The pictureis far more complex (and includes HAART, AZT, time, history and politics as well as health promotion)

However, we *can*, I think, argue that, as a technology, condoms became incorporated into gay male sexual practice and sexual cultures in a variety of ways, and that such integration is not static. We need only look at the history of gay porn since the late 1970s for evidence of this. During the 70s and early 80s, gay porn did not feature condoms – but that was because this technology had not been ‘introduced’ into gay male subcultures. At the height of the AIDS epidemic in the USA, we saw condoms becoming a standardised part of the gay porn industry. Today, condoms continue to be integral to gay porn today even when they are not present. Bareback pornography is not a return to the hedonistic days of the 1970s. Bareback porn represents just as much a cultural integration of the condom as porn of the late 80s was. That integration might not take the form of condoms being used in bareback porn – of course it doesn’t. But nevertheless, the production of bareback porn, the distribution of bareback porn and – perhaps most importantly – the consumption of bareback porn, is framed by the technology of the prophylactic.

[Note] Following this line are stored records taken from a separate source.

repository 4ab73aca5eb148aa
use axum::response::Response;
use serde::Serialize;

use crate::utils::response::success;

pub mod accounts;
pub mod checkout;
pub mod events;
pub mod reservations;

#[derive(Serialize)]
struct HealthPayload {
    status: &'static str,
    service: &'static str,
}

pub async fn health_check() -> Response {
    let payload = HealthPayload {
        status: "ok",
        service: "ticketing-api",
    };

    success(payload, "Health check successful")
}
use std::sync::Arc;

use dotenvy::dotenv;
use tokio::net::TcpListener;
use tracing_subscriber::EnvFilter;

use ticketing_server::auth::bootstrap_staff;
use ticketing_server::config::{Config, StorageBackend};
use ticketing_server::payment::SimulatedPayments;
use ticketing_server::routes::create_routes;
use ticketing_server::state::AppState;
use ticketing_server::store::{MemoryStore, PgStore, TicketStore};

#[tokio::main]
async fn main() {
    dotenv().ok();
    tracing_subscriber::fmt()
        .with_env_filter(
            EnvFilter::try_from_default_env()
                .unwrap_or_else(|_| EnvFilter::new("ticketing_server=info,tower_http=info")),
        )
        .init();

    let config = Config::from_env();

    let store: Arc<dyn TicketStore> = match config.storage {
        StorageBackend::Postgres => Arc::new(
            PgStore::connect(&config.database_url, config.max_connections)
                .await
                .expect("Failed to initialize database"),
        ),
        StorageBackend::Memory => {
            tracing::warn!("Using in-memory storage, data will not survive a restart");
            Arc::new(MemoryStore::new())
        }
    };

    if let Some(admin) = &config.admin {
        bootstrap_staff(store.as_ref(), &admin.username, &admin.token)
            .await
            .expect("Failed to bootstrap staff account");
    }

    tracing::info!(outcome = ?config.payment_outcome, "Payments are simulated");
    let payments = Arc::new(SimulatedPayments::new(config.payment_outcome));

    let app = create_routes(AppState::new(store, payments), &config);

    tracing::info!("🚀 Server running at http://{}", config.bind_addr);

    let listener = TcpListener::bind(config.bind_addr)
        .await
        .expect("Failed to bind address");

    axum::serve(listener, app).await.expect("Server failed");
}
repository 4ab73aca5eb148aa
pub mod error;
pub mod extract;
pub mod response;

Why am I talking about bareback porn in a post about PrEP and TasP? Well because I think we need to look to the (recent) past in order to answer – but perhaps also extend – Dowsett’s question. We need only look at bareback porn to see how technologies of HIV prevention can be incorporated into gay men’s sexual cultures in ways that run counter to the intents and purposes of that technology.

I do not want to speculate (but I will) as to the ways in which PrEP and TasP might also be integrated into sexual cultures in ways that counter their original purposes, but given the hyperbolic talk of bug-chasing, pozzing up and gift-giving that pervade particular  Internet forums, I would imagine that the fantasy of playing around with PrEP (if not the reality) will feature at some point in the not too distant future.

Perhaps it’ll be in a forum post that flirts with coming off PrEP for ‘one night only’; or  perhaps not using PrEP will become (yet another) way of inscribing a hypermasculinity on your personal profile within a particular sub-cultural online space(‘Real men don’t do PrEP’ – I can hear it now). These might seem fantastical, but then again, didn’t barebacking also seem that way ten years ago?

What can we learn from the history of biomedical technologies and HIV prevention? Well that things don’t always work out the way we expect, that treatment and prevention technologies can be appropriated in diverse ways – some of which run counter to their intent – and that we need to be prepared to consider how PrEP and TasP might actually have their limitations and lifespan culturally, if not medically.